GOAL OF THE EXERCISE: Your answer must be the lines of the entries below, exactly as written, from the first line through the line containing "shipping a logo.".

Records from a data collection:
_____
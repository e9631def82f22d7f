//! Shared helpers for the demo programs.

use std::fs::{self, File};
use std::io::{self, BufWriter};
use std::path::Path;

/// Write a small gradient PNG to `path` unless a file is already
/// there, so the demos run without shipping a logo.
pub fn ensure_logo(path: &Path) -> io::Result<()> {
    if path.exists() {
        return Ok(());
    }
    if let Some(parent) = path.parent() {
        fs::create_dir_all(parent)?;
    }
    let (width, height) = (120u32, 76u32);
    let mut pixels = Vec::with_capacity((width * height * 3) as usize);
    for y in 0..height {
        for x in 0..width {
            pixels.push((255 * x / width) as u8);
            pixels.push((255 * y / height) as u8);
            pixels.push(160);
        }
    }
    let file = File::create(path)?;
    let mut encoder = png::Encoder::new(BufWriter::new(file), width, height);
    encoder.set_color(png::ColorType::Rgb);
    encoder.set_depth(png::BitDepth::Eight);
    let mut writer = encoder.write_header().map_err(io::Error::other)?;
    writer.write_image_data(&pixels).map_err(io::Error::other)?;
    writer.finish().map_err(io::Error::other)?;
    Ok(())
}
use std::fs::{self, File};
use std::io::BufWriter;
use std::path::Path as FsPath;

use proptest::prelude::*;

use poster_core::layout::{COLUMN_GAP, TOP_MARGIN};
use poster_core::{
    BBox, Color, Column, ContentBlock, Path, Poster, PosterConfig, PosterError, Surface,
    TypesetConfig,
};

fn write_logo(dir: &FsPath) -> std::path::PathBuf {
    let path = dir.join("logo.png");
    let file = File::create(&path).unwrap();
    let mut encoder = png::Encoder::new(BufWriter::new(file), 3, 2);
    encoder.set_color(png::ColorType::Rgb);
    encoder.set_depth(png::BitDepth::Eight);
    let mut writer = encoder.write_header().unwrap();
    writer.write_image_data(&[200u8; 18]).unwrap();
    writer.finish().unwrap();
    path
}

fn new_poster(dir: &FsPath) -> Poster {
    let config = PosterConfig {
        title: "Sparse Graphs".into(),
        authors: "A. Author, B. Author".into(),
        logo: write_logo(dir),
        output_stem: dir.join("poster").to_string_lossy().into_owned(),
        ..Default::default()
    };
    Poster::new(config, TypesetConfig::default()).unwrap()
}

fn block(left: f64, bottom: f64, width: f64, height: f64) -> ContentBlock {
    let mut s = Surface::new();
    s.fill(Path::rect(left, bottom, width, height), Color::BLACK);
    ContentBlock::from_surface(s)
}

#[test]
fn block_of_height_50_moves_left_cursor_to_140() {
    let dir = tempfile::tempdir().unwrap();
    let mut poster = new_poster(dir.path());
    poster
        .add_box(&block(0.0, 0.0, 100.0, 50.0), Column::Left, "Intro", false)
        .unwrap();
    assert_eq!(poster.cursors().get(Column::Left), 140.0);
    assert_eq!(poster.cursors().get(Column::Right), TOP_MARGIN);
}

#[test]
fn columns_advance_independently() {
    let dir = tempfile::tempdir().unwrap();
    let mut poster = new_poster(dir.path());
    let b = block(0.0, 0.0, 100.0, 30.0);
    poster.add_box(&b, Column::Right, "One", false).unwrap();
    poster.add_box(&b, Column::Right, "Two", false).unwrap();
    let left = poster.add_box(&b, Column::Left, "Three", false).unwrap();
    assert_eq!(left.offset, TOP_MARGIN);
    assert_eq!(poster.cursors().get(Column::Right), TOP_MARGIN + 2.0 * (30.0 + 70.0 + COLUMN_GAP));
}

#[test]
fn panel_is_47_percent_wide_and_block_centered() {
    let dir = tempfile::tempdir().unwrap();
    let mut poster = new_poster(dir.path());
    let b = block(-12.0, -40.0, 80.0, 60.0);
    let placement = poster.add_box(&b, Column::Right, "Results", false).unwrap();
    assert_eq!(placement.panel.width, 0.47 * 840.0);
    let placed = b.bbox().transformed(&placement.block_transform);
    assert!((placed.center_x() - placement.panel.center_x()).abs() < 1e-9);
    assert!((placed.bottom - (placement.panel.bottom + 10.0)).abs() < 1e-9);
}

#[test]
fn column_names_are_case_insensitive() {
    let dir = tempfile::tempdir().unwrap();
    let b = block(0.0, 0.0, 50.0, 50.0);
    let mut upper = new_poster(dir.path());
    let mut lower = new_poster(dir.path());
    let a = upper.add_box_named(&b, "LEFT", "T", false).unwrap();
    let c = lower.add_box_named(&b, "left", "T", false).unwrap();
    assert_eq!(a, c);
}

#[test]
fn unknown_column_name_is_rejected() {
    let dir = tempfile::tempdir().unwrap();
    let mut poster = new_poster(dir.path());
    let err = poster
        .add_box_named(&block(0.0, 0.0, 1.0, 1.0), "center", "T", false)
        .unwrap_err();
    assert!(matches!(err, PosterError::InvalidColumn(ref s) if s == "center"));
    assert_eq!(poster.cursors().get(Column::Left), TOP_MARGIN);
}

#[test]
fn overflowing_box_is_still_placed() {
    let dir = tempfile::tempdir().unwrap();
    let mut poster = new_poster(dir.path());
    let placement = poster
        .add_box(&block(0.0, 0.0, 10.0, 2000.0), Column::Left, "Huge", false)
        .unwrap();
    assert!(placement.panel.bottom < 0.0);
}

#[test]
fn markup_block_places_like_any_other() {
    let dir = tempfile::tempdir().unwrap();
    let mut poster = new_poster(dir.path());
    let b = poster
        .render_markup_to_block("\\begin{itemize}\\item one\\item two\\end{itemize}")
        .unwrap();
    let placement = poster.add_box(&b, Column::Left, "List", false).unwrap();
    assert!((placement.panel.height - (b.height() + 70.0)).abs() < 1e-9);
}

#[test]
fn malformed_markup_is_reported() {
    let dir = tempfile::tempdir().unwrap();
    let poster = new_poster(dir.path());
    let err = poster.render_markup_to_block("\\textbf{open").unwrap_err();
    assert!(matches!(err, PosterError::Markup(_)));
}

#[test]
fn fresh_poster_exports_single_a0_page() {
    let dir = tempfile::tempdir().unwrap();
    let poster = new_poster(dir.path());
    let path = poster.export_as_pdf().unwrap();
    assert_eq!(path, dir.path().join("poster.pdf"));
    let bytes = fs::read(&path).unwrap();
    let out = String::from_utf8_lossy(&bytes);
    assert!(out.starts_with("%PDF-1.7"));
    assert!(out.contains("/Type /Pages /Kids [") && out.contains("/Count 1"));
    assert!(out.contains("/MediaBox [0.0 0.0 2383.937008 3370.393701]"));
    assert!(out.contains("/Title (Sparse Graphs)"));
    assert!(out.contains("/Subtype /Image"));
    assert!(out.ends_with("%%EOF\n"));
}

#[test]
fn fresh_poster_eps_has_title_bar_and_background() {
    let dir = tempfile::tempdir().unwrap();
    let poster = new_poster(dir.path());
    let path = poster.export_as_eps().unwrap();
    assert_eq!(path, dir.path().join("poster.eps"));
    let out = fs::read_to_string(&path).unwrap();
    assert!(out.contains("%%BoundingBox: 0 0 2384 3371"));
    // Title bar, then background.
    let bar = out.find("0 0.4 0.3867 setrgbcolor\nnewpath\n0 1100 moveto").unwrap();
    let background = out.find("0.8 0.8 0.8 setrgbcolor\nnewpath\n0 0 moveto").unwrap();
    assert!(bar < background);
    assert!(out.contains("(Sparse) show") || out.contains("(Sparse Graphs) show"));
    assert_eq!(out.matches("showpage").count(), 1);
}

#[test]
fn export_does_not_freeze_poster() {
    let dir = tempfile::tempdir().unwrap();
    let mut poster = new_poster(dir.path());
    let before = poster.write_pdf(Vec::new()).unwrap();
    poster
        .add_box(&block(0.0, 0.0, 10.0, 10.0), Column::Left, "Late", false)
        .unwrap();
    let after = poster.write_pdf(Vec::new()).unwrap();
    assert!(after.len() > before.len());
}

#[test]
fn debug_bbox_adds_a_stroke() {
    let dir = tempfile::tempdir().unwrap();
    let mut plain = new_poster(dir.path());
    let mut debug = new_poster(dir.path());
    let b = block(0.0, 0.0, 10.0, 10.0);
    plain.add_box(&b, Column::Left, "T", false).unwrap();
    debug.add_box(&b, Column::Left, "T", true).unwrap();
    assert_eq!(debug.surface().ops().len(), plain.surface().ops().len() + 1);
}

proptest! {
    #![proptest_config(ProptestConfig::with_cases(32))]

    #[test]
    fn column_offset_is_margin_plus_prior_heights(
        boxes in prop::collection::vec((0.0f64..400.0, any::<bool>()), 1..8)
    ) {
        let dir = tempfile::tempdir().unwrap();
        let mut poster = new_poster(dir.path());
        let mut expected_left = TOP_MARGIN;
        let mut expected_right = TOP_MARGIN;
        for (height, left) in boxes {
            let column = if left { Column::Left } else { Column::Right };
            let b = ContentBlock::new(Surface::new(), BBox::new(0.0, 0.0, 100.0, height));
            let placement = poster.add_box(&b, column, "Box", false).unwrap();
            let expected = if left { &mut expected_left } else { &mut expected_right };
            prop_assert!((placement.offset - *expected).abs() < 1e-9);
            *expected += height + 70.0 + COLUMN_GAP;
        }
        prop_assert!((poster.cursors().get(Column::Left) - expected_left).abs() < 1e-9);
        prop_assert!((poster.cursors().get(Column::Right) - expected_right).abs() < 1e-9);
    }
}
use std::path::Path;

use poster_core::{Column, Poster, PosterConfig, TypesetConfig};

const PREAMBLE: &str = r"
\usepackage{amsmath}
\renewcommand{\familydefault}{\sfdefault}
\newcommand{\highlight}[1]{\textbf{#1}}
";

fn main() {
    poster_demos::ensure_logo(Path::new("images/logo.png")).unwrap();

    let config = PosterConfig {
        output_stem: "poster_output".to_string(),
        ..PosterConfig::new(
            r"\Huge\bfseries Colouring Sparse Graphs",
            r"\Large A. Author, B. Author -- Example University",
        )
    };
    let typeset = TypesetConfig {
        preamble: PREAMBLE.to_string(),
        ..Default::default()
    };
    let mut poster = Poster::new(config, typeset).unwrap();

    let intro = poster
        .render_markup_to_block(
            r"We ask how few colours suffice for graphs with few edges.
            The answer depends on the \highlight{maximum average degree}.

            This poster summarises three results.",
        )
        .unwrap();
    poster.add_box(&intro, Column::Left, "Introduction", false).unwrap();

    let results = poster
        .render_markup_to_block(
            r"\begin{itemize}
            \item Every planar graph is 5-colourable.
            \item Sparse graphs admit \emph{acyclic} colourings.
            \item Bounds are tight up to constants.
            \end{itemize}",
        )
        .unwrap();
    poster.add_box(&results, Column::Right, "Results", false).unwrap();

    let outlook = poster
        .render_markup_to_block(
            r"\begin{center}Questions? Find us at the poster session.\end{center}",
        )
        .unwrap();
    poster.add_box_named(&outlook, "left", "Outlook", false).unwrap();

    let pdf = poster.export_as_pdf().unwrap();
    let eps = poster.export_as_eps().unwrap();
    println!("Generated: {} and {}", pdf.display(), eps.display());
}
_____
COMPLETED TASK:
repository e9631def82f22d7f
//! Shared helpers for the demo programs.

use std::fs::{self, File};
use std::io::{self, BufWriter};
use std::path::Path;

/// Write a small gradient PNG to `path` unless a file is already
/// there, so the demos run without shipping a logo.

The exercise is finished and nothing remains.